What the exercise asks:
Go over the entries below line by line, copying each one that contains the word "value".

Stored data entries
________________________

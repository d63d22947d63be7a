//! Error types shared by the storage, catalog and ledger layers

use axum::{
    http::StatusCode,
    response::{IntoResponse, Response},
    Json,
};
use serde_json::json;
use thiserror::Error;

use crate::model::OrderStatus;

/// Result alias for every store-backed operation
pub type StoreResult<T> = Result<T, StoreError>;

#[derive(Debug, Error)]
pub enum StoreError {
    #[error("storage error: {0}")]
    Storage(#[from] redb::Error),

    /// The value under `key` is not valid JSON for the expected shape
    #[error("stored value under `{key}` is corrupt: {source}")]
    Corrupt {
        key: String,
        #[source]
        source: serde_json::Error,
    },

    #[error("failed to serialize value: {0}")]
    Serialize(#[source] serde_json::Error),

    #[error("invalid status transition {from} -> {to}")]
    InvalidTransition { from: OrderStatus, to: OrderStatus },

    #[error("validation error: {0}")]
    Validation(String),

    #[error("{0} not found")]
    NotFound(String),
}

impl IntoResponse for StoreError {
    fn into_response(self) -> Response {
        let (status, code) = match &self {
            StoreError::NotFound(_) => (StatusCode::NOT_FOUND, "not_found"),
            StoreError::Validation(_) => (StatusCode::BAD_REQUEST, "validation"),
            StoreError::InvalidTransition { .. } => (StatusCode::CONFLICT, "invalid_transition"),
            StoreError::Storage(_) | StoreError::Corrupt { .. } | StoreError::Serialize(_) => {
                tracing::error!("Internal error: {}", self);
                (StatusCode::INTERNAL_SERVER_ERROR, "internal")
            }
        };

        let message = match status {
            StatusCode::INTERNAL_SERVER_ERROR => "Internal server error".to_string(),
            _ => self.to_string(),
        };

        (status, Json(json!({ "error": message, "code": code }))).into_response()
    }
}

macro_rules! storage_from {
    ($($ty:ty),* $(,)?) => {
        $(
            impl From<$ty> for StoreError {
                fn from(err: $ty) -> Self {
                    StoreError::Storage(err.into())
                }
            }
        )*
    };
}

storage_from!(
    redb::DatabaseError,
    redb::TransactionError,
    redb::TableError,
    redb::StorageError,
    redb::CommitError,
);
//! Route definitions for the storefront and dashboard API

use axum::routing::{get, post};
use axum::Router;

use crate::database::AppState;
use crate::handler::{
    create_order, create_platform, create_service, dashboard_summary, get_order, get_platform,
    get_service, health, list_orders, list_platforms, list_services, quote_price, reset_catalog,
    update_order_status,
};

/// Creates the application router
///
/// # Route Definitions
///
/// - `GET /health` - liveness and catalog readiness
/// - `GET|POST /api/platforms`, `GET /api/platforms/{slug}`
/// - `GET|POST /api/services`, `GET /api/services/{id}`
/// - `POST /api/quote` - price calculator
/// - `GET|POST /api/orders`, `GET /api/orders/{id}`
/// - `POST /api/orders/{id}/status` - payment completion
/// - `GET /api/dashboard/summary`
/// - `POST /api/admin/reset` - clears the catalog
///
/// # Example Usage
///
/// ```no_run
/// # use std::sync::Arc;
/// # use boostdesk::database::{AppState, RedbStore};
/// # use boostdesk::route::create_app;
/// let store = RedbStore::open("data.db").unwrap();
/// let state = AppState::new(Arc::new(store));
/// let app = create_app(state);
/// // axum::serve(listener, app).await.unwrap();
/// ```
pub fn create_app(state: AppState) -> Router {
    let api_routes = Router::new()
        .route("/platforms", get(list_platforms).post(create_platform))
        .route("/platforms/{slug}", get(get_platform))
        .route("/services", get(list_services).post(create_service))
        .route("/services/{id}", get(get_service))
        .route("/quote", post(quote_price))
        .route("/orders", get(list_orders).post(create_order))
        .route("/orders/{id}", get(get_order))
        .route("/orders/{id}/status", post(update_order_status))
        .route("/dashboard/summary", get(dashboard_summary))
        .route("/admin/reset", post(reset_catalog));

    Router::new()
        .route("/health", get(health))
        .nest("/api", api_routes)
        .with_state(state)
}
//! Price calculation
//!
//! Two catalogs feed the calculator and each has its own formula:
//!
//! - the stored catalog: `price * quantity * rate`
//! - the static demo catalog: `price * platform factor * quantity * rate`
//!
//! The formula is chosen by [`PricingSource`]; the two are never mixed.
//! Arithmetic stays unrounded until [`format_amount`].

use serde::{Deserialize, Serialize};

use crate::model::ServiceType;

/// Smallest quantity that can be ordered
pub const MIN_QUANTITY: u32 = 100;

#[derive(Serialize, Deserialize, Debug, Clone, Copy, PartialEq, Eq, Default)]
#[serde(rename_all = "lowercase")]
pub enum PricingSource {
    /// Services stored in the catalog
    #[default]
    Catalog,
    /// Built-in demo price list with per-platform factors
    Demo,
}

/// Result of a price calculation
#[derive(Serialize, Debug, Clone, PartialEq)]
pub struct Quote {
    /// Quantity actually priced, after clamping
    pub quantity: u32,
    /// True when the requested quantity was raised to [`MIN_QUANTITY`]
    pub clamped: bool,
    pub currency: String,
    /// Unrounded total
    pub total: f64,
    /// Total rendered with two decimals
    pub display: String,
}

/// Raises `quantity` to [`MIN_QUANTITY`] when below it
pub fn clamp_quantity(quantity: u32) -> u32 {
    quantity.max(MIN_QUANTITY)
}

/// Stored-catalog formula: `price * max(quantity, 100) * rate`
///
/// # Arguments
///
/// * `service_price` - unit price of the stored service, USD
/// * `quantity` - requested quantity, clamped before pricing
/// * `currency_rate` - multiplier from [`currency_rate`]
///
/// # Returns
///
/// The unrounded total; use [`format_amount`] for display.
pub fn quote(service_price: f64, quantity: u32, currency_rate: f64) -> f64 {
    service_price * f64::from(clamp_quantity(quantity)) * currency_rate
}

/// Demo-catalog formula: `price * factor * max(quantity, 100) * rate`
///
/// Same as [`quote`] with the platform factor from
/// [`demo_platform_factor`] applied on top.
pub fn quote_with_factor(service_price: f64, platform_factor: f64, quantity: u32, currency_rate: f64) -> f64 {
    service_price * platform_factor * f64::from(clamp_quantity(quantity)) * currency_rate
}

/// Two decimals, no currency symbol
pub fn format_amount(amount: f64) -> String {
    format!("{:.2}", amount)
}

impl Quote {
    pub fn new(requested: u32, currency: &str, total: f64) -> Self {
        let quantity = clamp_quantity(requested);
        Self {
            quantity,
            clamped: quantity != requested,
            currency: currency.to_uppercase(),
            total,
            display: format_amount(total),
        }
    }
}

/// Conversion rates from the USD base unit
pub const CURRENCY_RATES: [(&str, f64); 5] = [
    ("USD", 1.0),
    ("EUR", 0.92),
    ("GBP", 0.79),
    ("RUB", 92.5),
    ("INR", 83.2),
];

/// Rate for `code`, case-insensitive; `None` for currencies not in [`CURRENCY_RATES`]
pub fn currency_rate(code: &str) -> Option<f64> {
    CURRENCY_RATES
        .iter()
        .find(|(known, _)| known.eq_ignore_ascii_case(code))
        .map(|(_, rate)| *rate)
}

/// Demo unit prices per service type, USD
const DEMO_PRICES: [(&str, f64); 4] = [
    ("followers", 0.05),
    ("likes", 0.03),
    ("views", 0.01),
    ("comments", 0.10),
];

/// Demo multipliers per platform slug
const DEMO_PLATFORM_FACTORS: [(&str, f64); 9] = [
    ("instagram", 1.0),
    ("facebook", 0.9),
    ("tiktok", 1.1),
    ("youtube", 1.3),
    ("twitter", 1.0),
    ("linkedin", 1.5),
    ("pinterest", 0.8),
    ("snapchat", 1.2),
    ("telegram", 0.9),
];

pub fn demo_price(kind: &ServiceType) -> Option<f64> {
    let name = String::from(kind.clone());
    DEMO_PRICES
        .iter()
        .find(|(known, _)| *known == name)
        .map(|(_, price)| *price)
}

pub fn demo_platform_factor(slug: &str) -> Option<f64> {
    DEMO_PLATFORM_FACTORS
        .iter()
        .find(|(known, _)| *known == slug)
        .map(|(_, factor)| *factor)
}
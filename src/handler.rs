//! HTTP request handlers for the storefront and the admin dashboard
//!
//! Handlers are thin: they translate requests into catalog, pricing and
//! ledger calls and map [`StoreError`]s to JSON error responses.

use axum::{
    extract::{Path, Query, State},
    http::StatusCode,
    response::IntoResponse,
    Json,
};
use chrono::Utc;
use serde_json::json;

use crate::database::AppState;
use crate::error::StoreError;
use crate::model::{
    normalize_slug, CreatePlatform, ListParams, NewOrder, Platform, PlatformType, QuoteRequest,
    RawService, ServiceId, ServiceType, StatusUpdate,
};
use crate::pricing::{
    currency_rate, demo_platform_factor, demo_price, quote, quote_with_factor, PricingSource, Quote,
};

/// Liveness plus catalog readiness
pub async fn health(State(state): State<AppState>) -> impl IntoResponse {
    Json(json!({
        "status": "ok",
        "ready": state.catalog.is_ready(),
    }))
}

/// Lists platforms
///
/// `GET /api/platforms?active_only=true` returns only storefront-visible ones.
pub async fn list_platforms(
    State(state): State<AppState>,
    Query(params): Query<ListParams>,
) -> Result<impl IntoResponse, StoreError> {
    let platforms = if params.active_only {
        state.catalog.get_active_platforms()?
    } else {
        state.catalog.get_platforms()?
    };
    Ok(Json(platforms))
}

/// Gets one platform by slug
///
/// # Response
///
/// - **200 OK** - the platform, active or not
/// - **404 Not Found** - unknown slug
pub async fn get_platform(
    State(state): State<AppState>,
    Path(slug): Path<String>,
) -> Result<impl IntoResponse, StoreError> {
    state
        .catalog
        .find_platform(&slug)?
        .map(Json)
        .ok_or_else(|| StoreError::NotFound(format!("platform `{}`", slug)))
}

/// Adds a platform from the dashboard
///
/// # Response
///
/// - **201 Created** - platform stored
/// - **409 Conflict** - slug already present
/// - **400 Bad Request** - slug is not a single lowercase token
pub async fn create_platform(
    State(state): State<AppState>,
    Json(payload): Json<CreatePlatform>,
) -> Result<impl IntoResponse, StoreError> {
    let slug = normalize_slug(&payload.slug)
        .ok_or_else(|| StoreError::Validation(format!("invalid slug `{}`", payload.slug)))?;

    let platform = Platform {
        id: slug.clone(),
        slug,
        name: payload.name,
        description: payload.description,
        website: payload.website,
        color: payload.color,
        icon: payload.icon,
        kind: payload.kind.map(PlatformType::from).unwrap_or_default(),
        active: true,
        created_at: Utc::now(),
    };

    if !state.catalog.add_platform(platform.clone())? {
        return Ok((
            StatusCode::CONFLICT,
            Json(json!({
                "error": "Platform already exists",
                "code": "conflict"
            })),
        )
            .into_response());
    }

    Ok((StatusCode::CREATED, Json(platform)).into_response())
}

/// Lists services; `active_only` hides inactive and orphaned services
pub async fn list_services(
    State(state): State<AppState>,
    Query(params): Query<ListParams>,
) -> Result<impl IntoResponse, StoreError> {
    Ok(Json(state.catalog.get_services(params.active_only)?))
}

/// Adds a service; the body uses the stored camelCase record shape
///
/// # Response
///
/// - **201 Created** - service stored
/// - **409 Conflict** - a service with the same id exists; `7` and `"7"` count as the same id
/// - **400 Bad Request** - id, platformId or a non-negative price missing
pub async fn create_service(
    State(state): State<AppState>,
    Json(payload): Json<RawService>,
) -> Result<impl IntoResponse, StoreError> {
    let service = payload
        .into_service()
        .ok_or_else(|| StoreError::Validation("service needs id, platformId and a non-negative price".to_string()))?;

    if !state.catalog.add_service(service.clone())? {
        return Ok((
            StatusCode::CONFLICT,
            Json(json!({
                "error": "Service already exists",
                "code": "conflict"
            })),
        )
            .into_response());
    }

    Ok((StatusCode::CREATED, Json(service)).into_response())
}

/// Prices a service in the requested currency
///
/// The formula depends on `source`: stored services use their own price,
/// demo services additionally apply the platform factor.
///
/// # Steps
///
/// 1. Resolve the currency rate, rejecting unknown codes
/// 2. Look up the unit price from the stored or demo catalog
/// 3. Clamp the quantity and compute the total
///
/// # Response
///
/// - **200 OK** - a [`Quote`]
/// - **400 Bad Request** - unknown currency or missing selector
/// - **404 Not Found** - service, demo service or demo platform unknown
pub async fn quote_price(
    State(state): State<AppState>,
    Json(payload): Json<QuoteRequest>,
) -> Result<impl IntoResponse, StoreError> {
    let rate = currency_rate(&payload.currency)
        .ok_or_else(|| StoreError::Validation(format!("unsupported currency `{}`", payload.currency)))?;

    let total = match payload.source {
        PricingSource::Catalog => {
            let id = payload
                .service_id
                .ok_or_else(|| StoreError::Validation("serviceId is required".to_string()))?;
            let service = state
                .catalog
                .find_service(&id)?
                .ok_or_else(|| StoreError::NotFound(format!("service `{}`", id)))?;
            quote(service.price, payload.quantity, rate)
        }
        PricingSource::Demo => {
            let kind = payload
                .service_type
                .map(ServiceType::from)
                .ok_or_else(|| StoreError::Validation("serviceType is required".to_string()))?;
            let price = demo_price(&kind)
                .ok_or_else(|| StoreError::NotFound(format!("demo service `{}`", String::from(kind))))?;
            let slug = payload.platform.unwrap_or_default().to_lowercase();
            let factor = demo_platform_factor(&slug)
                .ok_or_else(|| StoreError::NotFound(format!("demo platform `{}`", slug)))?;
            quote_with_factor(price, factor, payload.quantity, rate)
        }
    };

    Ok(Json(Quote::new(payload.quantity, &payload.currency, total)))
}

/// All orders, newest first
pub async fn list_orders(State(state): State<AppState>) -> Result<impl IntoResponse, StoreError> {
    Ok(Json(state.ledger.list_orders()?))
}

/// Creates an order from checkout and makes it the current order
pub async fn create_order(
    State(state): State<AppState>,
    Json(payload): Json<NewOrder>,
) -> Result<impl IntoResponse, StoreError> {
    let order = state.ledger.create_order(payload)?;
    state.ledger.set_current_order(&order.id)?;
    Ok((StatusCode::CREATED, Json(order)))
}

/// # Response
///
/// - **200 OK** - the order
/// - **404 Not Found** - no order with this `TX` id
pub async fn get_order(
    State(state): State<AppState>,
    Path(id): Path<String>,
) -> Result<impl IntoResponse, StoreError> {
    state
        .ledger
        .find_by_id(&id)?
        .map(Json)
        .ok_or_else(|| StoreError::NotFound(format!("order `{}`", id)))
}

/// Applies a status change, typically on payment completion
///
/// # Response
///
/// - **200 OK** - order updated, body is the updated order
/// - **404 Not Found** - no such order
/// - **409 Conflict** - transition is not `processing -> completed`
pub async fn update_order_status(
    State(state): State<AppState>,
    Path(id): Path<String>,
    Json(payload): Json<StatusUpdate>,
) -> Result<impl IntoResponse, StoreError> {
    if !state
        .ledger
        .set_status(&id, payload.status, payload.transaction_id)?
    {
        return Err(StoreError::NotFound(format!("order `{}`", id)));
    }

    state
        .ledger
        .find_by_id(&id)?
        .map(Json)
        .ok_or_else(|| StoreError::NotFound(format!("order `{}`", id)))
}

/// Dashboard counters: order totals by status, the current order and catalog sizes
pub async fn dashboard_summary(State(state): State<AppState>) -> Result<impl IntoResponse, StoreError> {
    let summary = state.ledger.summary()?;
    let current_order = state.ledger.current_order()?;
    let platforms = state.catalog.get_platforms()?.len();
    let services = state.catalog.get_services(false)?.len();

    Ok(Json(json!({
        "orders": summary,
        "currentOrderId": current_order,
        "platforms": platforms,
        "services": services,
    })))
}

/// Clears the catalog; the next startup seeds it again
pub async fn reset_catalog(State(state): State<AppState>) -> Result<impl IntoResponse, StoreError> {
    state.catalog.reset()?;
    Ok(Json(json!({ "message": "Catalog reset" })))
}

/// Service lookup by path id, used by the storefront's service page
///
/// The path segment is parsed as an integer when possible, but a service
/// stored with the text id `"7"` is still found at `/api/services/7`.
///
/// # Response
///
/// - **200 OK** - the service
/// - **404 Not Found** - no service with this id
pub async fn get_service(
    State(state): State<AppState>,
    Path(id): Path<String>,
) -> Result<impl IntoResponse, StoreError> {
    let id = ServiceId::parse(&id);
    state
        .catalog
        .find_service(&id)?
        .map(Json)
        .ok_or_else(|| StoreError::NotFound(format!("service `{}`", id)))
}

________________________

Result below:
    /// The value under `key` is not valid JSON for the expected shape
    #[error("stored value under `{key}` is corrupt: {source}")]
    #[error("failed to serialize value: {0}")]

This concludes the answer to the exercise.